Non-stationary Bandit Convex Optimization: A Comprehensive Study

TL;DR

This paper studies non-stationary bandit convex optimization, proposing algorithms that adapt to environment changes and achieve minimax-optimal regret bounds under various measures of non-stationarity.

Contribution

It introduces TEWA-SE, a polynomial-time algorithm for strongly convex losses, and cExO, a non-polynomial method for general convex losses, both achieving optimal regret bounds in non-stationary settings.

Findings

TEWA-SE is minimax-optimal for strongly convex losses with known non-stationarity measures.

cExO achieves minimax-optimal regret for general convex losses, improving bounds related to path-length.

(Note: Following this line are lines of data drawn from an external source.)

use std::sync::Arc;

use anyhow::Context;
use async_trait::async_trait;
use serde::{Deserialize, Serialize};
use serde_json::{json, Value};
use studio_llm::{ChatClient, ChatOptions, ChatRequest, Message, ResponseFormat};
use tracing::{debug, info, warn};

use crate::error::{required_str, ToolError};
use crate::registry::{Tool, ToolDefinition, ToolKind};
use crate::{iso_timestamp, TASK_PLANNING};

pub const DEFAULT_PLANNER_MODEL: &str = "openai/gpt-4.1-mini";

const PLANNER_PROMPT: &str = r#"Sei un esperto di task planning per agent AI. Il tuo compito è decomporre la richiesta dell'utente in task logici, sequenziali e ben strutturati.

ISTRUZIONI:
1. Analizza la richiesta e identifica tutti i task necessari per completarla
2. Organizza i task in ordine logico sequenziale
3. Indica le dipendenze tra task tramite i loro taskId
4. Specifica quali strumenti servono per ciascun task
5. Mantieni i task specifici, azionabili e chiari

ESEMPIO:
Richiesta: "Cerca notizie su AI, salva su Notion e invia una email"
- task_1: Cerca notizie recenti su AI (smartSearch)
- task_2: Salva le informazioni su Notion (notion), dipende da task_1
- task_3: Invia una email con il riepilogo (gmail), dipende da task_1 e task_2

Includi solo i task necessari per completare la richiesta."#;

/// One step of a plan
#[derive(Debug, Clone, PartialEq, Serialize, Deserialize)]
#[serde(rename_all = "camelCase")]
pub struct PlannedTask {
    pub task_id: String,
    pub title: String,
    pub description: String,
    #[serde(default, skip_serializing_if = "Vec::is_empty")]
    pub required_tools: Vec<String>,
    #[serde(default, skip_serializing_if = "Vec::is_empty")]
    pub dependencies: Vec<String>,
}

#[derive(Debug, Clone, Deserialize)]
pub struct TaskPlan {
    #[serde(default)]
    pub tasks: Vec<PlannedTask>,
}

fn plan_schema() -> Value {
    json!({
        "type": "object",
        "properties": {
            "tasks": {
                "type": "array",
                "items": {
                    "type": "object",
                    "properties": {
                        "taskId": {"type": "string", "description": "Identificativo univoco (es: task_1)"},
                        "title": {"type": "string", "description": "Titolo breve del task"},
                        "description": {"type": "string", "description": "Cosa fare nel dettaglio"},
                        "requiredTools": {"type": "array", "items": {"type": "string"}},
                        "dependencies": {"type": "array", "items": {"type": "string"}}
                    },
                    "required": ["taskId", "title", "description", "requiredTools", "dependencies"],
                    "additionalProperties": false
                }
            }
        },
        "required": ["tasks"],
        "additionalProperties": false
    })
}

/// `taskPlanning`: breaks a complex request into ordered tasks with a dedicated model.
///
/// The plan is advisory. Nothing enforces its dependency order; the chat model
/// reads it and acts on it.
pub struct TaskPlanningTool {
    definition: ToolDefinition,
    client: Arc<dyn ChatClient>,
    model: String,
}

impl TaskPlanningTool {
    pub fn new(client: Arc<dyn ChatClient>) -> Self {
        let definition = ToolDefinition::new(
            TASK_PLANNING,
            "Decompone una richiesta dell'utente in una lista logica di task usando un modello dedicato. \
             Usalo quando la richiesta è complessa e richiede più azioni o più strumenti. \
             Non usarlo per domande semplici o richieste che richiedono una sola azione.",
        )
        .with_parameters(json!({
            "type": "object",
            "properties": {
                "userRequest": {
                    "type": "string",
                    "description": "La richiesta completa dell'utente da decomporre in task"
                }
            },
            "required": ["userRequest"]
        }));

        Self {
            definition,
            client,
            model: DEFAULT_PLANNER_MODEL.to_string(),
        }
    }

    pub fn with_model(mut self, model: impl Into<String>) -> Self {
        self.model = model.into();
        self
    }

    pub async fn plan(&self, user_request: &str) -> anyhow::Result<TaskPlan> {
        let messages = vec![
            Message::system(PLANNER_PROMPT),
            Message::human(format!("RICHIESTA DELL'UTENTE:\n\"{}\"", user_request)),
        ];
        let options = ChatOptions::new()
            .temperature(0.0)
            .response_format(ResponseFormat::json_schema("task_plan", plan_schema()));

        let response = self
            .client
            .chat(ChatRequest::new(&self.model, messages).with_options(options))
            .await
            .context("Planner request failed")?;

        response.parse_json().context("Planner returned an invalid plan")
    }
}

#[async_trait]
impl Tool for TaskPlanningTool {
    fn definition(&self) -> &ToolDefinition {
        &self.definition
    }

    fn kind(&self) -> ToolKind {
        ToolKind::TaskPlanning
    }

    async fn execute(&self, input: Value) -> Result<Value, ToolError> {
        let user_request = required_str(&input, "userRequest")?;

        match self.plan(user_request).await {
            Ok(plan) => {
                info!(tasks = plan.tasks.len(), "Work plan created");
                for task in &plan.tasks {
                    debug!(
                        task_id = %task.task_id,
                        title = %task.title,
                        tools = ?task.required_tools,
                        depends_on = ?task.dependencies,
                        "Planned task"
                    );
                }
                Ok(json!({
                    "status": "plan_created",
                    "message": "Piano di lavoro creato con successo",
                    "userRequest": user_request,
                    "tasksCount": plan.tasks.len(),
                    "tasks": plan.tasks,
                    "timestamp": iso_timestamp(),
                }))
            }
            Err(e) => {
                warn!(error = %format!("{:#}", e), "Task planning failed");
                Ok(json!({
                    "status": "error",
                    "message": "Errore nella creazione del piano di lavoro",
                    "userRequest": user_request,
                    "error": format!("{:#}", e),
                    "timestamp": iso_timestamp(),
                }))
            }
        }
    }
}
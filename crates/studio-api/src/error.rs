use axum::{
    http::StatusCode,
    response::{IntoResponse, Response},
    Json,
};
use serde_json::json;
use thiserror::Error;

#[derive(Debug, Error)]
pub enum ApiError {
    #[error("Non autenticato")]
    Unauthorized,

    #[error("Thread non trovato")]
    ThreadNotFound(String),

    #[error("{0}")]
    BadRequest(String),

    #[error("Invalid request body: {0}")]
    InvalidBody(String),

    #[error("Persistence error: {0}")]
    Persist(#[from] studio_persist::PersistError),

    #[error("Connector error: {0}")]
    Connector(#[from] studio_connect::ConnectorError),

    #[error("Authentication provider error: {0}")]
    AuthProvider(String),

    #[error("Model error: {0}")]
    Model(String),

    #[error("Configuration error: {0}")]
    Config(String),
}

impl IntoResponse for ApiError {
    fn into_response(self) -> Response {
        let (status, message) = match self {
            ApiError::Unauthorized => (StatusCode::UNAUTHORIZED, self.to_string()),
            ApiError::ThreadNotFound(ref id) => {
                tracing::debug!(thread_id = %id, "Thread not found");
                (StatusCode::NOT_FOUND, self.to_string())
            }
            ApiError::BadRequest(_) => (StatusCode::BAD_REQUEST, self.to_string()),
            // Parser details stay in the log
            ApiError::InvalidBody(ref e) => {
                tracing::error!("Invalid request body: {}", e);
                (StatusCode::INTERNAL_SERVER_ERROR, "Errore interno del server".to_string())
            }
            // Thread ids are chosen by the client, so a clash is the caller's mistake
            ApiError::Persist(studio_persist::PersistError::ThreadExists(ref id)) => {
                (StatusCode::BAD_REQUEST, format!("Thread già esistente: {}", id))
            }
            ApiError::Persist(ref e) => {
                tracing::error!("Persistence error: {}", e);
                (StatusCode::INTERNAL_SERVER_ERROR, "Errore interno del server".to_string())
            }
            ApiError::Connector(studio_connect::ConnectorError::ConnectionNotFound(ref id)) => {
                tracing::warn!(connection_id = %id, "Connection not found for caller");
                (StatusCode::NOT_FOUND, "Connessione non trovata".to_string())
            }
            ApiError::Connector(ref e) => {
                tracing::error!("Connector error: {}", e);
                (StatusCode::INTERNAL_SERVER_ERROR, "Errore interno del server".to_string())
            }
            ApiError::AuthProvider(ref e) => {
                tracing::error!("Authentication provider error: {}", e);
                (StatusCode::INTERNAL_SERVER_ERROR, "Errore interno del server".to_string())
            }
            ApiError::Model(ref e) => {
                tracing::error!("Model error: {}", e);
                (StatusCode::INTERNAL_SERVER_ERROR, "Errore interno del server".to_string())
            }
            ApiError::Config(ref msg) => {
                tracing::error!("Config error: {}", msg);
                (StatusCode::INTERNAL_SERVER_ERROR, "Errore di configurazione".to_string())
            }
        };

        let body = Json(json!({
            "success": false,
            "error": message
        }));

        (status, body).into_response()
    }
}

pub type ApiResult<T> = Result<T, ApiError>;

/// Read a required non-blank string field from a request body
pub(crate) fn required(value: Option<String>, message: &str) -> ApiResult<String> {
    value
        .filter(|v| !v.trim().is_empty())
        .ok_or_else(|| ApiError::BadRequest(message.to_string()))
}
use serde::{Deserialize, Serialize};

/// Text body of a message. Serialises as a bare JSON string.
#[derive(Debug, Clone, Default, PartialEq, Eq, Serialize, Deserialize)]
#[serde(transparent)]
pub struct Content(String);

impl Content {
    /// Wrap a string as message content
    pub fn text(s: impl Into<String>) -> Self {
        Self(s.into())
    }

    pub fn as_str(&self) -> &str {
        &self.0
    }

    /// Owned copy of the text
    pub fn to_text(&self) -> String {
        self.0.clone()
    }

    pub fn is_empty(&self) -> bool {
        self.0.is_empty()
    }
}

impl From<String> for Content {
    fn from(s: String) -> Self {
        Self(s)
    }
}

impl From<&str> for Content {
    fn from(s: &str) -> Self {
        Self(s.to_string())
    }
}
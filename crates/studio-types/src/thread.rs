use chrono::{DateTime, Utc};
use serde::{Deserialize, Serialize};

use crate::message::ChatMessage;

const TITLE_MAX_CHARS: usize = 50;

#[derive(Debug, Clone, PartialEq, Serialize, Deserialize)]
#[serde(rename_all = "camelCase")]
pub struct Thread {
    pub id: String,
    pub user_id: String,
    pub title: String,
    pub agent_id: String,
    #[serde(default, skip_serializing_if = "Option::is_none")]
    pub agent_name: Option<String>,
    pub model_id: String,
    #[serde(default, skip_serializing_if = "Option::is_none")]
    pub model_name: Option<String>,
    #[serde(default, skip_serializing_if = "Option::is_none")]
    pub model_provider: Option<String>,
    pub created_at: DateTime<Utc>,
    pub updated_at: DateTime<Utc>,
}

#[derive(Debug, Clone, PartialEq, Serialize, Deserialize)]
#[serde(rename_all = "camelCase")]
pub struct NewThread {
    pub id: String,
    pub user_id: String,
    pub title: String,
    pub agent_id: String,
    pub agent_name: Option<String>,
    pub model_id: String,
    pub model_name: Option<String>,
    pub model_provider: Option<String>,
}

impl NewThread {
    pub fn new(
        id: impl Into<String>,
        user_id: impl Into<String>,
        first_message: &str,
        agent_id: impl Into<String>,
        model_id: impl Into<String>,
    ) -> Self {
        Self {
            id: id.into(),
            user_id: user_id.into(),
            title: derive_title(first_message),
            agent_id: agent_id.into(),
            agent_name: None,
            model_id: model_id.into(),
            model_name: None,
            model_provider: None,
        }
    }

    pub fn with_agent_name(mut self, name: impl Into<String>) -> Self {
        self.agent_name = Some(name.into());
        self
    }

    pub fn with_model_details(mut self, name: impl Into<String>, provider: impl Into<String>) -> Self {
        self.model_name = Some(name.into());
        self.model_provider = Some(provider.into());
        self
    }

    pub fn into_thread(self, now: DateTime<Utc>) -> Thread {
        Thread {
            id: self.id,
            user_id: self.user_id,
            title: self.title,
            agent_id: self.agent_id,
            agent_name: self.agent_name,
            model_id: self.model_id,
            model_name: self.model_name,
            model_provider: self.model_provider,
            created_at: now,
            updated_at: now,
        }
    }
}

/// Partial update. `None` fields are left untouched.
#[derive(Debug, Clone, Default, PartialEq, Serialize, Deserialize)]
#[serde(rename_all = "camelCase")]
pub struct ThreadUpdate {
    pub title: Option<String>,
    pub agent_id: Option<String>,
    pub agent_name: Option<String>,
    pub model_id: Option<String>,
    pub model_name: Option<String>,
    pub model_provider: Option<String>,
}

impl ThreadUpdate {
    pub fn is_empty(&self) -> bool {
        *self == ThreadUpdate::default()
    }

    pub fn apply(self, thread: &mut Thread, now: DateTime<Utc>) {
        if let Some(title) = self.title {
            thread.title = title;
        }
        if let Some(agent_id) = self.agent_id {
            thread.agent_id = agent_id;
        }
        if self.agent_name.is_some() {
            thread.agent_name = self.agent_name;
        }
        if let Some(model_id) = self.model_id {
            thread.model_id = model_id;
        }
        if self.model_name.is_some() {
            thread.model_name = self.model_name;
        }
        if self.model_provider.is_some() {
            thread.model_provider = self.model_provider;
        }
        thread.updated_at = now;
    }
}

#[derive(Debug, Clone, PartialEq, Serialize, Deserialize)]
#[serde(rename_all = "camelCase")]
pub struct ThreadWithMessages {
    #[serde(flatten)]
    pub thread: Thread,
    pub messages: Vec<ChatMessage>,
}

/// Thread title from the first user message: the first 50 characters, with an
/// ellipsis when the message was longer.
pub fn derive_title(first_message: &str) -> String {
    let trimmed = first_message.trim();
    if trimmed.chars().count() > TITLE_MAX_CHARS {
        let head: String = trimmed.chars().take(TITLE_MAX_CHARS).collect();
        format!("{}...", head)
    } else {
        trimmed.to_string()
    }
}
use serde::{Deserialize, Serialize};

use super::content::Content;
use super::tool::ToolCall;

/// One entry of the conversation sent to the model.
///
/// Serialises with a `role` tag using the provider's names (`user`,
/// `assistant`), so a `Human` message reads `{"role": "user", ...}` on the wire.
#[derive(Debug, Clone, Serialize, Deserialize)]
#[serde(tag = "role", rename_all = "lowercase")]
pub enum Message {
    /// Instructions placed ahead of the conversation
    System { content: Content },

    /// What the user typed
    #[serde(rename = "user")]
    Human { content: Content },

    /// A model step: text, tool calls, or both
    #[serde(rename = "assistant")]
    AI {
        #[serde(skip_serializing_if = "Option::is_none")]
        content: Option<Content>,

        #[serde(skip_serializing_if = "Option::is_none")]
        tool_calls: Option<Vec<ToolCall>>,
    },

    /// Result of a tool call, matched to the call by id
    Tool {
        tool_call_id: String,
        content: Content,
    },
}

impl Message {
    pub fn system(content: impl Into<Content>) -> Self {
        Self::System {
            content: content.into(),
        }
    }

    pub fn human(content: impl Into<Content>) -> Self {
        Self::Human {
            content: content.into(),
        }
    }

    /// Assistant text with no tool calls
    pub fn ai(content: impl Into<Content>) -> Self {
        Self::AI {
            content: Some(content.into()),
            tool_calls: None,
        }
    }

    /// Assistant step that only calls tools
    pub fn ai_with_tools(tool_calls: Vec<ToolCall>) -> Self {
        Self::AI {
            content: None,
            tool_calls: Some(tool_calls),
        }
    }

    /// Assistant step carrying both text and tool calls. Empty parts are omitted.
    pub fn ai_with_content_and_tools(content: Option<String>, tool_calls: Vec<ToolCall>) -> Self {
        Self::AI {
            content: content.filter(|c| !c.is_empty()).map(Content::text),
            tool_calls: if tool_calls.is_empty() { None } else { Some(tool_calls) },
        }
    }

    pub fn tool_result(tool_call_id: impl Into<String>, content: impl Into<Content>) -> Self {
        Self::Tool {
            tool_call_id: tool_call_id.into(),
            content: content.into(),
        }
    }

    /// Role name as the provider spells it
    pub fn role(&self) -> &str {
        match self {
            Self::System { .. } => "system",
            Self::Human { .. } => "user",
            Self::AI { .. } => "assistant",
            Self::Tool { .. } => "tool",
        }
    }
}
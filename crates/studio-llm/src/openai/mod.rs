mod client;

pub use client::{OpenAIClient, OPENAI_API_BASE, OPENROUTER_API_BASE};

Algorithms adapt to unknown non-stationarity measures using the Bandit-over-Bandit framework.

Abstract

Bandit Convex Optimization is a fundamental class of sequential decision-making problems, where the learner selects actions from a continuous domain and observes a loss (but not its gradient) at only one point per round. We study this problem in non-stationary environments, and aim to minimize the regret under three standard measures of non-stationarity: the number of switches $S$ in the comparator sequence, the total variation $\Delta$ of the loss functions, and the path-length $P$ of the comparator sequence. We propose a polynomial-time algorithm, Tilted Exponentially Weighted Average with Sleeping Experts (TEWA-SE), which adapts the sleeping experts framework from online convex optimization to the bandit setting. For strongly convex losses, we prove that TEWA-SE is minimax-optimal with respect to known $S$ and $\Delta$ by establishing matching upper and lower bounds. By equipping TEWA-SE with the Bandit-over-Bandit framework, we extend our analysis to environments with unknown non-stationarity measures. For general convex losses, we introduce a second algorithm, clipped Exploration by Optimization (cExO), based on exponential weights over a discretized action space. While not polynomial-time computable, this method achieves minimax-optimal regret with respect to known $S$ and $\Delta$, and improves on the best existing bounds with respect to $P$.